Extract all lines that hold "AsyncMutex" from the records below.

*** Opening of Provided data ***

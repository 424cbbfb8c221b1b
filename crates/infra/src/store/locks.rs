//! Per-balance row locks for the in-memory store.
//!
//! Mirrors `SELECT ... FOR UPDATE` on the balances table: one async mutex per
//! (item, warehouse) pair, acquired with a bounded wait.

use std::collections::HashMap;
use std::sync::{Arc, Mutex};
use std::time::Duration;

use tokio::sync::{Mutex as AsyncMutex, OwnedMutexGuard};
use tokio::time::Instant;

use stockyard_core::{ItemId, WarehouseId};

use super::r#trait::StoreError;

#[derive(Debug, Copy, Clone, PartialEq, Eq, Hash, PartialOrd, Ord)]
pub(crate) struct BalanceKey {
    pub item_id: ItemId,
    pub warehouse_id: WarehouseId,
}

impl BalanceKey {
    pub fn new(item_id: ItemId, warehouse_id: WarehouseId) -> Self {
        Self {
            item_id,
            warehouse_id,
        }
    }
}

#[derive(Debug, Default)]
pub(crate) struct RowLocks {
    rows: Mutex<HashMap<BalanceKey, Arc<AsyncMutex<()>>>>,
}

impl RowLocks {
    /// Wait for the pair's lock, giving up after `lock_timeout` or at
    /// `deadline`, whichever comes first.
    pub async fn acquire(
        &self,
        key: BalanceKey,
        lock_timeout: Duration,
        deadline: Instant,
    ) -> Result<OwnedMutexGuard<()>, StoreError> {
        let row = {
            let mut rows = self
                .rows
                .lock()
                .map_err(|_| StoreError::Backend("lock table poisoned".to_string()))?;
            Arc::clone(rows.entry(key).or_default())
        };

        let lock_deadline = (Instant::now() + lock_timeout).min(deadline);
        match tokio::time::timeout_at(lock_deadline, row.lock_owned()).await {
            Ok(guard) => Ok(guard),
            Err(_) if lock_deadline >= deadline => Err(StoreError::DeadlineExceeded),
            Err(_) => Err(StoreError::LockTimeout(format!(
                "balance ({}, {}) is locked",
                key.item_id, key.warehouse_id
            ))),
        }
    }
}

#[cfg(test)]
mod tests {
    use super::*;

    #[tokio::test]
    async fn second_acquire_times_out_while_held() {
        let locks = RowLocks::default();
        let key = BalanceKey::new(ItemId::new(), WarehouseId::new());
        let far = Instant::now() + Duration::from_secs(5);

        let held = locks.acquire(key, Duration::from_millis(10), far).await.unwrap();
        let err = locks
            .acquire(key, Duration::from_millis(10), far)
            .await
            .unwrap_err();
        assert!(matches!(err, StoreError::LockTimeout(_)));

        drop(held);
        assert!(locks.acquire(key, Duration::from_millis(10), far).await.is_ok());
    }

    #[tokio::test]
    async fn deadline_wins_over_lock_timeout() {
        let locks = RowLocks::default();
        let key = BalanceKey::new(ItemId::new(), WarehouseId::new());
        let _held = locks
            .acquire(key, Duration::from_secs(1), Instant::now() + Duration::from_secs(5))
            .await
            .unwrap();

        let err = locks
            .acquire(key, Duration::from_secs(5), Instant::now() + Duration::from_millis(10))
            .await
            .unwrap_err();
        assert_eq!(err, StoreError::DeadlineExceeded);
    }

    #[tokio::test]
    async fn distinct_pairs_do_not_contend() {
        let locks = RowLocks::default();
        let item = ItemId::new();
        let far = Instant::now() + Duration::from_secs(5);
        let _a = locks
            .acquire(BalanceKey::new(item, WarehouseId::new()), Duration::from_millis(10), far)
            .await
            .unwrap();
        assert!(
            locks
                .acquire(BalanceKey::new(item, WarehouseId::new()), Duration::from_millis(10), far)
                .await
                .is_ok()
        );
    }
}
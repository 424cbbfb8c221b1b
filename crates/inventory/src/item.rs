use chrono::{DateTime, Utc};
use serde::{Deserialize, Serialize};

use stockyard_core::{Entity, FieldErrors, ItemId};

const MAX_NAME_LEN: usize = 255;
const MAX_SKU_LEN: usize = 255;
const MAX_DESCRIPTION_LEN: usize = 1000;
const MAX_CLASSIFIER_LEN: usize = 255;
const MAX_UNIT_LEN: usize = 50;

/// Catalog item.
///
/// The SKU is the business key: unique across the catalog and never changed
/// after creation. `minimum_stock_level` drives low-stock signalling.
#[derive(Debug, Clone, PartialEq, Eq, Serialize, Deserialize)]
pub struct Item {
    pub id: ItemId,
    pub sku: String,
    pub name: String,
    pub description: Option<String>,
    pub category: Option<String>,
    pub brand: Option<String>,
    pub unit_of_measure: String,
    pub minimum_stock_level: i64,
    pub maximum_stock_level: Option<i64>,
    pub is_active: bool,
    pub created_at: DateTime<Utc>,
    pub updated_at: DateTime<Utc>,
}

impl Entity for Item {
    type Id = ItemId;

    fn id(&self) -> &Self::Id {
        &self.id
    }
}

/// Create/update payload for an item, validated before it touches storage.
#[derive(Debug, Clone, PartialEq, Eq, Serialize, Deserialize)]
pub struct ItemDraft {
    pub sku: String,
    pub name: String,
    #[serde(default)]
    pub description: Option<String>,
    #[serde(default)]
    pub category: Option<String>,
    #[serde(default)]
    pub brand: Option<String>,
    pub unit_of_measure: String,
    pub minimum_stock_level: i64,
    #[serde(default)]
    pub maximum_stock_level: Option<i64>,
    #[serde(default)]
    pub is_active: Option<bool>,
}

impl ItemDraft {
    /// Check every field and collect all failures.
    pub fn validate(&self) -> Result<(), FieldErrors> {
        let mut errors = FieldErrors::new();

        if self.name.trim().is_empty() {
            errors.add("name", "Item name is required.");
        } else if self.name.chars().count() > MAX_NAME_LEN {
            errors.add("name", "Item name cannot exceed 255 characters.");
        }

        if self.sku.trim().is_empty() {
            errors.add("sku", "SKU is required.");
        } else if self.sku.chars().count() > MAX_SKU_LEN {
            errors.add("sku", "SKU cannot exceed 255 characters.");
        }

        if exceeds(&self.description, MAX_DESCRIPTION_LEN) {
            errors.add("description", "Description cannot exceed 1000 characters.");
        }
        if exceeds(&self.category, MAX_CLASSIFIER_LEN) {
            errors.add("category", "Category cannot exceed 255 characters.");
        }
        if exceeds(&self.brand, MAX_CLASSIFIER_LEN) {
            errors.add("brand", "Brand cannot exceed 255 characters.");
        }

        if self.unit_of_measure.trim().is_empty() {
            errors.add("unit_of_measure", "Unit of measure is required.");
        } else if self.unit_of_measure.chars().count() > MAX_UNIT_LEN {
            errors.add("unit_of_measure", "Unit of measure cannot exceed 50 characters.");
        }

        if self.minimum_stock_level < 0 {
            errors.add("minimum_stock_level", "Minimum stock level cannot be negative.");
        }

        if let Some(max) = self.maximum_stock_level {
            if max < 0 {
                errors.add("maximum_stock_level", "Maximum stock level cannot be negative.");
            } else if max <= self.minimum_stock_level {
                errors.add(
                    "maximum_stock_level",
                    "Maximum stock level must be greater than minimum stock level.",
                );
            }
        }

        errors.into_result()
    }
}

fn exceeds(value: &Option<String>, max: usize) -> bool {
    value.as_ref().is_some_and(|v| v.chars().count() > max)
}

fn normalized(value: Option<String>) -> Option<String> {
    value
        .map(|v| v.trim().to_string())
        .filter(|v| !v.is_empty())
}

impl Item {
    /// Build a new active item from a validated draft.
    pub fn create(draft: ItemDraft, now: DateTime<Utc>) -> Result<Self, FieldErrors> {
        draft.validate()?;
        Ok(Self {
            id: ItemId::new(),
            sku: draft.sku.trim().to_string(),
            name: draft.name.trim().to_string(),
            description: normalized(draft.description),
            category: normalized(draft.category),
            brand: normalized(draft.brand),
            unit_of_measure: draft.unit_of_measure.trim().to_string(),
            minimum_stock_level: draft.minimum_stock_level,
            maximum_stock_level: draft.maximum_stock_level,
            is_active: draft.is_active.unwrap_or(true),
            created_at: now,
            updated_at: now,
        })
    }

    /// Apply an update. The SKU must match the existing one.
    pub fn apply_update(&mut self, draft: ItemDraft, now: DateTime<Utc>) -> Result<(), FieldErrors> {
        let mut errors = match draft.validate() {
            Ok(()) => FieldErrors::new(),
            Err(e) => e,
        };
        if !draft.sku.trim().is_empty() && draft.sku.trim() != self.sku {
            errors.add("sku", "SKU cannot be changed once created.");
        }
        errors.into_result()?;

        self.name = draft.name.trim().to_string();
        self.description = normalized(draft.description);
        self.category = normalized(draft.category);
        self.brand = normalized(draft.brand);
        self.unit_of_measure = draft.unit_of_measure.trim().to_string();
        self.minimum_stock_level = draft.minimum_stock_level;
        self.maximum_stock_level = draft.maximum_stock_level;
        if let Some(active) = draft.is_active {
            self.is_active = active;
        }
        self.updated_at = now;
        Ok(())
    }
}

#[cfg(test)]
mod tests {
    use super::*;

    fn draft() -> ItemDraft {
        ItemDraft {
            sku: "SKU-001".to_string(),
            name: "Pallet wrap".to_string(),
            description: Some("  ".to_string()),
            category: Some("Packaging".to_string()),
            brand: None,
            unit_of_measure: "roll".to_string(),
            minimum_stock_level: 10,
            maximum_stock_level: Some(100),
            is_active: None,
        }
    }

    #[test]
    fn create_defaults_to_active_and_normalizes_blanks() {
        let item = Item::create(draft(), Utc::now()).unwrap();
        assert!(item.is_active);
        assert_eq!(item.description, None);
        assert_eq!(item.category.as_deref(), Some("Packaging"));
    }

    #[test]
    fn maximum_must_exceed_minimum() {
        let mut d = draft();
        d.maximum_stock_level = Some(10);
        let errors = d.validate().unwrap_err();
        assert!(errors.contains("maximum_stock_level"));
    }

    #[test]
    fn all_failures_are_reported_together() {
        let mut d = draft();
        d.name = String::new();
        d.unit_of_measure = "x".repeat(51);
        d.minimum_stock_level = -1;
        let errors = d.validate().unwrap_err();
        assert!(errors.contains("name"));
        assert!(errors.contains("unit_of_measure"));
        assert!(errors.contains("minimum_stock_level"));
    }

    #[test]
    fn sku_is_immutable_on_update() {
        let mut item = Item::create(draft(), Utc::now()).unwrap();
        let mut d = draft();
        d.sku = "SKU-002".to_string();
        let errors = item.apply_update(d, Utc::now()).unwrap_err();
        assert!(errors.contains("sku"));
        assert_eq!(item.sku, "SKU-001");
    }

    #[test]
    fn update_can_deactivate() {
        let mut item = Item::create(draft(), Utc::now()).unwrap();
        let mut d = draft();
        d.is_active = Some(false);
        d.minimum_stock_level = 5;
        item.apply_update(d, Utc::now()).unwrap();
        assert!(!item.is_active);
        assert_eq!(item.minimum_stock_level, 5);
    }
}
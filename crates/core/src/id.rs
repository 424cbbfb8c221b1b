//! Strongly-typed identifiers used across the domain.

use core::str::FromStr;
use serde::{Deserialize, Serialize};
use uuid::Uuid;

use crate::error::DomainError;

/// Identifier of a catalog item.
#[derive(Debug, Copy, Clone, PartialEq, Eq, Hash, PartialOrd, Ord, Serialize, Deserialize)]
#[serde(transparent)]
pub struct ItemId(Uuid);

/// Identifier of a warehouse.
#[derive(Debug, Copy, Clone, PartialEq, Eq, Hash, PartialOrd, Ord, Serialize, Deserialize)]
#[serde(transparent)]
pub struct WarehouseId(Uuid);

/// Identifier of a balance row (one per item × warehouse pair).
#[derive(Debug, Copy, Clone, PartialEq, Eq, Hash, PartialOrd, Ord, Serialize, Deserialize)]
#[serde(transparent)]
pub struct BalanceId(Uuid);

/// Identifier of a ledger entry.
#[derive(Debug, Copy, Clone, PartialEq, Eq, Hash, PartialOrd, Ord, Serialize, Deserialize)]
#[serde(transparent)]
pub struct TransferId(Uuid);

/// Identifier of a user (actor identity).
#[derive(Debug, Copy, Clone, PartialEq, Eq, Hash, PartialOrd, Ord, Serialize, Deserialize)]
#[serde(transparent)]
pub struct UserId(Uuid);

macro_rules! impl_uuid_newtype {
    ($t:ty, $name:literal) => {
        impl $t {
            /// Create a new identifier.
            ///
            /// Uses UUIDv7 (time-ordered), so ids sort by creation time.
            pub fn new() -> Self {
                Self(Uuid::now_v7())
            }

            pub fn from_uuid(uuid: Uuid) -> Self {
                Self(uuid)
            }

            pub fn as_uuid(&self) -> &Uuid {
                &self.0
            }
        }

        impl Default for $t {
            fn default() -> Self {
                Self::new()
            }
        }

        impl core::fmt::Display for $t {
            fn fmt(&self, f: &mut core::fmt::Formatter<'_>) -> core::fmt::Result {
                core::fmt::Display::fmt(&self.0, f)
            }
        }

        impl From<Uuid> for $t {
            fn from(value: Uuid) -> Self {
                Self(value)
            }
        }

        impl From<$t> for Uuid {
            fn from(value: $t) -> Self {
                value.0
            }
        }

        impl FromStr for $t {
            type Err = DomainError;

            fn from_str(s: &str) -> Result<Self, Self::Err> {
                let uuid = Uuid::from_str(s)
                    .map_err(|e| DomainError::invalid_id(format!("{}: {}", $name, e)))?;
                Ok(Self(uuid))
            }
        }
    };
}

impl_uuid_newtype!(ItemId, "ItemId");
impl_uuid_newtype!(WarehouseId, "WarehouseId");
impl_uuid_newtype!(BalanceId, "BalanceId");
impl_uuid_newtype!(TransferId, "TransferId");
impl_uuid_newtype!(UserId, "UserId");

#[cfg(test)]
mod tests {
    use super::*;

    #[test]
    fn parse_round_trips_through_display() {
        let id = ItemId::new();
        let parsed: ItemId = id.to_string().parse().unwrap();
        assert_eq!(id, parsed);
    }

    #[test]
    fn parse_failure_names_the_id_kind() {
        let err = "not-a-uuid".parse::<WarehouseId>().unwrap_err();
        match err {
            DomainError::InvalidId(msg) => assert!(msg.starts_with("WarehouseId")),
            other => panic!("unexpected error: {other:?}"),
        }
    }

    #[test]
    fn v7_ids_are_time_ordered() {
        let a = TransferId::new();
        let b = TransferId::new();
        assert!(a <= b);
    }
}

*** Close of Provided data ***

Output of the exercise
use tokio::sync::{Mutex as AsyncMutex, OwnedMutexGuard};
    rows: Mutex<HashMap<BalanceKey, Arc<AsyncMutex<()>>>>,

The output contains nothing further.